What is required = Write out, character for character, the line containing "services and ports." and all lines after it up to the end of the listing.
§ §
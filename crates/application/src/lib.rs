//! Application services and ports.

#![forbid(unsafe_code)]

mod blueprint_service;
mod content_ports;
mod visual_block_composer;

pub use blueprint_service::BlueprintService;
pub use content_ports::{
    BlueprintFilter, ComposerBackend, ContentRepository, CreateInstanceInput, PageComponentsPage,
    PageQuery, SaveBlueprintInput, UpdateInstanceInput,
};
pub use visual_block_composer::{CategoryFilter, VisualBlockComposer};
§ §
Expected answer =
//! Application services and ports.

#![forbid(unsafe_code)]

mod blueprint_service;
mod content_ports;
mod visual_block_composer;

pub use blueprint_service::BlueprintService;
pub use content_ports::{
    BlueprintFilter, ComposerBackend, ContentRepository, CreateInstanceInput, PageComponentsPage,
    PageQuery, SaveBlueprintInput, UpdateInstanceInput,
};
pub use visual_block_composer::{CategoryFilter, VisualBlockComposer};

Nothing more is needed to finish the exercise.